§ Task objective: Using the records that follow, work out how many lines hold the string "pending" and provide that number only.

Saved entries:
- - - -
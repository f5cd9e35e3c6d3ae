//! The call-session orchestrator.
//!
//! Every relationship runs the same two-state machine:
//!
//! ```text
//!            relationship appears
//!   NONE  ------------------------>  ACTIVE
//!    ^                                  |
//!    +----------------------------------+
//!      relationship disappears, or a
//!      participant disconnects
//! ```
//!
//! The orchestrator only stores the `ACTIVE` ones. A transition fires when
//! the freshly computed relationship set differs from what is stored, so
//! seeing the same relationship again is a no-op and a session can neither
//! open twice nor outlive its participants.

use std::collections::{BTreeMap, BTreeSet};

use plaza_protocol::{CallTarget, PlayerId};
use plaza_proximity::Relationship;
use plaza_registry::PlayerRegistry;

use crate::CallEvent;

/// Observable state of one relationship key.
#[derive(Debug, Clone, Copy, PartialEq, Eq)]
pub enum SessionState {
    None,
    Active,
}

/// Book-keeping for one `ACTIVE` session.
#[derive(Debug, Clone)]
struct ActiveSession {
    /// Sweep cycle in which a participant was first seen missing from the
    /// registry. Only set if a disconnect slipped past
    /// [`CallOrchestrator::on_disconnect`].
    absent_since: Option<u64>,
}

/// Tracks which call sessions are live and emits the events that open and
/// close them.
#[derive(Debug, Default)]
pub struct CallOrchestrator {
    sessions: BTreeMap<Relationship, ActiveSession>,
    /// Recomputation counter used by the watchdog.
    cycle: u64,
}

impl CallOrchestrator {
    pub fn new() -> Self {
        Self::default()
    }

    /// Brings `player`'s sessions in line with `present`, the relationships
    /// involving `player` that hold right now.
    ///
    /// Call after every position change (and after join). Relationships in
    /// `present` that do not involve `player`, or that name an unregistered
    /// participant, are ignored. A `player` that is no longer registered is
    /// left to [`on_disconnect`](Self::on_disconnect); nothing is opened
    /// for it.
    pub fn sync_player(
        &mut self,
        player: PlayerId,
        present: &BTreeSet<Relationship>,
        registry: &PlayerRegistry,
    ) -> Vec<CallEvent> {
        let mut events = Vec::new();

        if registry.contains(player) {
            let stale: Vec<Relationship> = self
                .sessions
                .keys()
                .filter(|key| key.involves(player) && !present.contains(*key))
                .cloned()
                .collect();
            for key in stale {
                self.close(key, registry, &mut events);
            }

            for key in present {
                if !key.involves(player) {
                    tracing::warn!(%player, relationship = %key, "ignoring unrelated relationship");
                    continue;
                }
                self.open(key, registry, &mut events);
            }
        } else {
            tracing::debug!(%player, "sync for unregistered player skipped");
        }

        events.extend(self.sweep(registry));
        events
    }

    /// Full diff against every relationship in the world.
    ///
    /// [`sync_player`](Self::sync_player) is enough on the hot path; this is
    /// for callers that recompute everything at once (timer-batched mode,
    /// tests).
    pub fn reconcile(
        &mut self,
        all: &BTreeSet<Relationship>,
        registry: &PlayerRegistry,
    ) -> Vec<CallEvent> {
        let mut events = Vec::new();

        let stale: Vec<Relationship> = self
            .sessions
            .keys()
            .filter(|key| !all.contains(*key))
            .cloned()
            .collect();
        for key in stale {
            self.close(key, registry, &mut events);
        }
        for key in all {
            self.open(key, registry, &mut events);
        }

        events.extend(self.sweep(registry));
        events
    }

    /// Tears down every session `player` was part of.
    ///
    /// Remove the player from the registry first: close events go only to
    /// participants that are still registered, so the departed player is
    /// never addressed.
    pub fn on_disconnect(&mut self, player: PlayerId, registry: &PlayerRegistry) -> Vec<CallEvent> {
        let mut events = Vec::new();
        let keys: Vec<Relationship> = self
            .sessions
            .keys()
            .filter(|key| key.involves(player))
            .cloned()
            .collect();
        for key in keys {
            self.close(key, registry, &mut events);
        }
        events
    }

    /// Watchdog: closes sessions with a participant missing from the
    /// registry for more than one cycle.
    ///
    /// With `on_disconnect` wired correctly this never fires. It exists so
    /// that a missed transition heals itself instead of leaking a session.
    pub fn sweep(&mut self, registry: &PlayerRegistry) -> Vec<CallEvent> {
        self.cycle += 1;
        let cycle = self.cycle;

        let mut expired = Vec::new();
        for (key, session) in self.sessions.iter_mut() {
            let complete = key.participants().iter().all(|p| registry.contains(*p));
            match (complete, session.absent_since) {
                (true, _) => session.absent_since = None,
                (false, None) => session.absent_since = Some(cycle),
                (false, Some(since)) if cycle > since => expired.push(key.clone()),
                (false, Some(_)) => {}
            }
        }

        let mut events = Vec::new();
        for key in expired {
            tracing::warn!(relationship = %key, "watchdog closing orphaned session");
            self.close(key, registry, &mut events);
        }
        events
    }

    pub fn state(&self, key: &Relationship) -> SessionState {
        if self.sessions.contains_key(key) {
            SessionState::Active
        } else {
            SessionState::None
        }
    }

    /// Live sessions involving `player`.
    pub fn sessions_for(&self, player: PlayerId) -> Vec<Relationship> {
        self.sessions
            .keys()
            .filter(|key| key.involves(player))
            .cloned()
            .collect()
    }

    /// All live sessions.
    pub fn active(&self) -> impl Iterator<Item = &Relationship> + '_ {
        self.sessions.keys()
    }

    pub fn active_count(&self) -> usize {
        self.sessions.len()
    }

    /// `NONE -> ACTIVE`. No-op if already active.
    fn open(&mut self, key: &Relationship, registry: &PlayerRegistry, events: &mut Vec<CallEvent>) {
        if self.sessions.contains_key(key) {
            return;
        }
        if !key.participants().iter().all(|p| registry.contains(*p)) {
            tracing::debug!(relationship = %key, "not opening session with a missing participant");
            return;
        }

        self.sessions
            .insert(key.clone(), ActiveSession { absent_since: None });
        tracing::info!(relationship = %key, "call session opened");

        for (to, target) in endpoints(key) {
            events.push(CallEvent::open(to, target));
        }
    }

    /// `ACTIVE -> NONE`. The session is dropped even if nobody is left to
    /// tell.
    fn close(&mut self, key: Relationship, registry: &PlayerRegistry, events: &mut Vec<CallEvent>) {
        if self.sessions.remove(&key).is_none() {
            return;
        }
        tracing::info!(relationship = %key, "call session closed");

        for (to, target) in endpoints(&key) {
            if registry.contains(to) {
                events.push(CallEvent::close(to, target));
            }
        }
    }
}

/// Each participant of `key` with the target it should see.
fn endpoints(key: &Relationship) -> Vec<(PlayerId, CallTarget)> {
    match key {
        Relationship::Pair(pair) => {
            let initiator = pair.initiator();
            pair.members()
                .into_iter()
                .filter_map(|me| {
                    let peer = pair.other(me)?;
                    Some((
                        me,
                        CallTarget::Peer {
                            peer,
                            initiator: me == initiator,
                        },
                    ))
                })
                .collect()
        }
        Relationship::Zone { player, zone, room } => vec![(
            *player,
            CallTarget::Zone {
                zone: zone.clone(),
                room: room.clone(),
            },
        )],
    }
}
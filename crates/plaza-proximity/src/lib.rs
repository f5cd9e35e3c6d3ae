//! Proximity rules for Plaza.
//!
//! Turns registry state into *relationships*: the facts "these two players
//! are close enough to talk" or "this player stands in that zone". The call
//! orchestrator keys its sessions by these.
//!
//! Two strategies, picked per deployment:
//!
//! - **Pairwise**: players strictly closer than a threshold are paired.
//! - **Zones**: a player inside a rectangle from the map joins that
//!   rectangle's call room.
//!
//! Both are pure functions of the registry and the (immutable) zone table.

mod config;
mod engine;
mod error;
mod map;
mod relationship;
mod zone;

pub use config::ProximityConfig;
pub use engine::{ProximityEngine, ProximityStrategy, within};
pub use error::ZoneError;
pub use map::ZoneTable;
pub use relationship::{PeerPair, Relationship};
pub use zone::Zone;
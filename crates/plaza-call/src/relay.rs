//! Signaling relay: opaque payloads from one player to another.
//!
//! The relay never looks inside a payload. Offers, answers and candidates
//! all look the same from here.

use plaza_protocol::{PlayerId, ServerMessage, SignalPayload};

use crate::RelayError;

/// Where relayed messages go. Implemented by whatever owns the live
/// connections; tests use an in-memory stand-in.
pub trait Outbox {
    /// Whether `id` currently has a live connection.
    fn is_connected(&self, id: PlayerId) -> bool;

    /// Queues `msg` for `to`. Returns `false` if it could not be queued.
    fn deliver(&mut self, to: PlayerId, msg: ServerMessage) -> bool;
}

/// Forwards `payload` from `from` to `to`, unmodified.
///
/// Senders are not checked against the registry or against session state;
/// stray signaling is harmless and the clients sort it out.
///
/// # Errors
/// [`RelayError::TargetUnavailable`] if `to` has no live connection. The
/// message is dropped.
pub fn relay(
    outbox: &mut impl Outbox,
    from: PlayerId,
    to: PlayerId,
    payload: SignalPayload,
) -> Result<(), RelayError> {
    if !outbox.is_connected(to) {
        tracing::debug!(%from, %to, "signal target not connected, dropping");
        return Err(RelayError::TargetUnavailable(to));
    }

    if !outbox.deliver(to, ServerMessage::SignalReceived { from, payload }) {
        tracing::warn!(%from, %to, "signal target went away mid-relay, dropping");
        return Err(RelayError::TargetUnavailable(to));
    }

    tracing::trace!(%from, %to, "signal relayed");
    Ok(())
}

#[cfg(test)]
mod tests {
    use std::collections::HashSet;

    use serde_json::json;

    use super::*;

    #[derive(Default)]
    struct MemoryOutbox {
        connected: HashSet<PlayerId>,
        sent: Vec<(PlayerId, ServerMessage)>,
        refuse: bool,
    }

    impl Outbox for MemoryOutbox {
        fn is_connected(&self, id: PlayerId) -> bool {
            self.connected.contains(&id)
        }

        fn deliver(&mut self, to: PlayerId, msg: ServerMessage) -> bool {
            if self.refuse {
                return false;
            }
            self.sent.push((to, msg));
            true
        }
    }

    #[test]
    fn test_relay_connected_target_receives_payload_verbatim() {
        let mut outbox = MemoryOutbox {
            connected: HashSet::from([PlayerId(2)]),
            ..Default::default()
        };
        let payload = json!({"type": "offer", "sdp": "v=0\r\no=- 46117 2 IN IP4 127.0.0.1\r\n"});

        relay(&mut outbox, PlayerId(1), PlayerId(2), payload.clone()).unwrap();

        assert_eq!(
            outbox.sent,
            vec![(
                PlayerId(2),
                ServerMessage::SignalReceived {
                    from: PlayerId(1),
                    payload
                }
            )]
        );
    }

    #[test]
    fn test_relay_non_object_payloads_pass_through_unchanged() {
        let mut outbox = MemoryOutbox {
            connected: HashSet::from([PlayerId(2)]),
            ..Default::default()
        };
        let payloads = [
            json!(null),
            json!("candidate:0 1 UDP 2122252543 10.0.0.2 50000 typ host"),
            json!([1, 2, 3]),
            json!({"nested": {"sdpMLineIndex": 0, "usernameFragment": null}}),
        ];

        for payload in &payloads {
            relay(&mut outbox, PlayerId(1), PlayerId(2), payload.clone()).unwrap();
        }

        let received: Vec<SignalPayload> = outbox
            .sent
            .into_iter()
            .map(|(_, msg)| match msg {
                ServerMessage::SignalReceived { payload, .. } => payload,
                other => panic!("unexpected {other:?}"),
            })
            .collect();
        assert_eq!(received, payloads);
    }

    #[test]
    fn test_relay_disconnected_target_is_dropped() {
        let mut outbox = MemoryOutbox::default();

        let err = relay(&mut outbox, PlayerId(1), PlayerId(2), json!("x")).unwrap_err();

        assert_eq!(err, RelayError::TargetUnavailable(PlayerId(2)));
        assert!(outbox.sent.is_empty());
    }

    #[test]
    fn test_relay_failed_delivery_reports_unavailable() {
        let mut outbox = MemoryOutbox {
            connected: HashSet::from([PlayerId(2)]),
            refuse: true,
            ..Default::default()
        };

        let result = relay(&mut outbox, PlayerId(1), PlayerId(2), json!("x"));

        assert_eq!(result, Err(RelayError::TargetUnavailable(PlayerId(2))));
    }

    #[test]
    fn test_relay_preserves_order_between_same_pair() {
        let mut outbox = MemoryOutbox {
            connected: HashSet::from([PlayerId(2)]),
            ..Default::default()
        };

        for i in 0..5 {
            relay(&mut outbox, PlayerId(1), PlayerId(2), json!({ "candidate": i })).unwrap();
        }

        let payloads: Vec<SignalPayload> = outbox
            .sent
            .into_iter()
            .filter_map(|(_, msg)| match msg {
                ServerMessage::SignalReceived { payload, .. } => Some(payload),
                _ => None,
            })
            .collect();
        let expected: Vec<SignalPayload> = (0..5).map(|i| json!({ "candidate": i })).collect();
        assert_eq!(payloads, expected);
    }
}
//! `PlazaServer` builder and accept loop.
//!
//! Ties the layers together: transport -> protocol -> world.

use std::sync::Arc;
use std::time::Duration;

use plaza_protocol::{Codec, JsonCodec};
use plaza_transport::{Handshake, Transport, WebSocketTransport};
use plaza_world::{WorldConfig, WorldHandle, spawn_world};

use crate::PlazaError;
use crate::handler::handle_connection;

/// Shared state passed to each connection handler task.
///
/// No locks: the only mutable state lives inside the world actor.
pub(crate) struct ServerState<C: Codec> {
    pub(crate) world: WorldHandle,
    pub(crate) codec: C,
    /// Capacity of each player's outbound channel.
    pub(crate) outbound_capacity: usize,
}

/// Builder for configuring and starting a Plaza server.
///
/// # Example
///
/// ```rust,no_run
/// use plaza::prelude::*;
///
/// # async fn start() -> Result<(), PlazaError> {
/// let server = PlazaServer::builder()
///     .bind("0.0.0.0:8080")
///     .world_config(WorldConfig {
///         proximity: ProximityConfig::Pairwise { threshold: 64.0 },
///         ..WorldConfig::default()
///     })
///     .build()
///     .await?;
/// server.run().await
/// # }
/// ```
pub struct PlazaServerBuilder {
    bind_addr: String,
    world_config: WorldConfig,
    handshake_timeout: Duration,
}

impl PlazaServerBuilder {
    /// Address used when none is set.
    pub const DEFAULT_BIND: &'static str = "127.0.0.1:8080";

    pub fn new() -> Self {
        Self {
            bind_addr: Self::DEFAULT_BIND.to_string(),
            world_config: WorldConfig::default(),
            handshake_timeout: WebSocketTransport::DEFAULT_HANDSHAKE_TIMEOUT,
        }
    }

    /// Sets the address to listen on.
    pub fn bind(mut self, addr: &str) -> Self {
        self.bind_addr = addr.to_string();
        self
    }

    /// Sets the proximity strategy, spawn rules and channel sizes.
    pub fn world_config(mut self, config: WorldConfig) -> Self {
        self.world_config = config;
        self
    }

    /// How long a new client may take to complete the WebSocket upgrade
    /// before its socket is dropped.
    pub fn handshake_timeout(mut self, timeout: Duration) -> Self {
        self.handshake_timeout = timeout;
        self
    }

    /// Loads the zone map (if any), starts the world and binds the
    /// listener.
    ///
    /// Uses `JsonCodec` over `WebSocketTransport`.
    ///
    /// # Errors
    /// [`PlazaError::World`] if the map cannot be loaded,
    /// [`PlazaError::Transport`] if the address cannot be bound.
    pub async fn build(self) -> Result<PlazaServer<JsonCodec>, PlazaError> {
        let outbound_capacity = self.world_config.outbound_capacity;
        let world = spawn_world(self.world_config)?;
        let transport = WebSocketTransport::bind(&self.bind_addr)
            .await?
            .with_handshake_timeout(self.handshake_timeout);

        let state = Arc::new(ServerState {
            world,
            codec: JsonCodec,
            outbound_capacity,
        });

        Ok(PlazaServer { transport, state })
    }
}

impl Default for PlazaServerBuilder {
    fn default() -> Self {
        Self::new()
    }
}

/// A bound Plaza server.
///
/// Call [`run()`](Self::run) to start accepting connections.
pub struct PlazaServer<C: Codec> {
    transport: WebSocketTransport,
    state: Arc<ServerState<C>>,
}

impl PlazaServer<JsonCodec> {
    pub fn builder() -> PlazaServerBuilder {
        PlazaServerBuilder::new()
    }
}

impl<C: Codec> PlazaServer<C> {
    /// Returns the local address the server is bound to.
    pub fn local_addr(&self) -> std::io::Result<std::net::SocketAddr> {
        self.transport.local_addr()
    }

    /// A handle to the world, for introspection and shutdown.
    pub fn world(&self) -> WorldHandle {
        self.state.world.clone()
    }

    /// Runs the accept loop, spawning one task per connection.
    ///
    /// The WebSocket upgrade happens inside that task, so a client that
    /// stalls mid-handshake never holds up the loop. Never returns on its
    /// own; a failed accept is logged and skipped.
    pub async fn run(mut self) -> Result<(), PlazaError> {
        match self.transport.local_addr() {
            Ok(addr) => tracing::info!(%addr, "plaza server listening"),
            Err(e) => tracing::warn!(error = %e, "plaza server listening on unknown address"),
        }

        loop {
            match self.transport.accept().await {
                Ok(pending) => {
                    let state = Arc::clone(&self.state);
                    tokio::spawn(async move {
                        let peer = pending.peer_addr();
                        let conn = match pending.complete().await {
                            Ok(conn) => conn,
                            Err(e) => {
                                tracing::debug!(%peer, error = %e, "websocket handshake failed");
                                return;
                            }
                        };
                        if let Err(e) = handle_connection(conn, state).await {
                            tracing::debug!(error = %e, "connection ended with error");
                        }
                    });
                }
                Err(e) => {
                    tracing::error!(error = %e, "accept failed");
                }
            }
        }
    }
}
//! Error types for the protocol layer.

/// Errors raised while turning frames into messages and back.
#[derive(Debug, thiserror::Error)]
pub enum ProtocolError {
    /// Serializing an outbound message failed.
    #[cfg(feature = "json")]
    #[error("encode failed: {0}")]
    Encode(serde_json::Error),

    /// The frame is not a well-formed message: bad JSON, unknown `type`
    /// tag, or a missing required field such as a signal's `target`.
    #[cfg(feature = "json")]
    #[error("decode failed: {0}")]
    Decode(serde_json::Error),

    /// The message decoded but breaks a field rule (empty name,
    /// non-finite coordinate, ...). Dropped at the boundary; the
    /// connection stays open.
    #[error("invalid payload: {0}")]
    InvalidPayload(String),
}

impl ProtocolError {
    /// `true` for errors the client caused with a malformed message.
    pub fn is_client_fault(&self) -> bool {
        match self {
            #[cfg(feature = "json")]
            Self::Encode(_) => false,
            #[cfg(feature = "json")]
            Self::Decode(_) => true,
            Self::InvalidPayload(_) => true,
        }
    }
}
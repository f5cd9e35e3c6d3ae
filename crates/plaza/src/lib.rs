//! # Plaza
//!
//! A shared 2-D space for many clients. Each client reports its own
//! position; the server fans the move out to everyone else and decides,
//! from positions alone, who should be in a call with whom.
//!
//! Two deployment modes, never mixed:
//!
//! - **Pairwise**: players closer than a threshold get a direct
//!   peer-to-peer session. The server relays their negotiation blobs.
//! - **Zones**: players standing inside a map rectangle join that zone's
//!   hosted call room.
//!
//! ## Quick Start
//!
//! ```rust,no_run
//! use plaza::prelude::*;
//!
//! # async fn start() -> Result<(), PlazaError> {
//! let server = PlazaServer::builder().bind("0.0.0.0:8080").build().await?;
//! server.run().await
//! # }
//! ```

mod error;
mod handler;
mod server;

pub use error::PlazaError;
pub use server::{PlazaServer, PlazaServerBuilder};

pub mod prelude {
    pub use crate::{PlazaError, PlazaServer, PlazaServerBuilder};
    pub use plaza_protocol::{
        CallTarget, ClientMessage, Facing, PlayerId, PlayerInfo, Position, ServerMessage,
        SignalPayload, ZoneId,
    };
    pub use plaza_proximity::ProximityConfig;
    pub use plaza_registry::RegistryConfig;
    pub use plaza_world::{WorldConfig, WorldHandle, WorldInfo};
}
- - - -
§ Problem solution: 3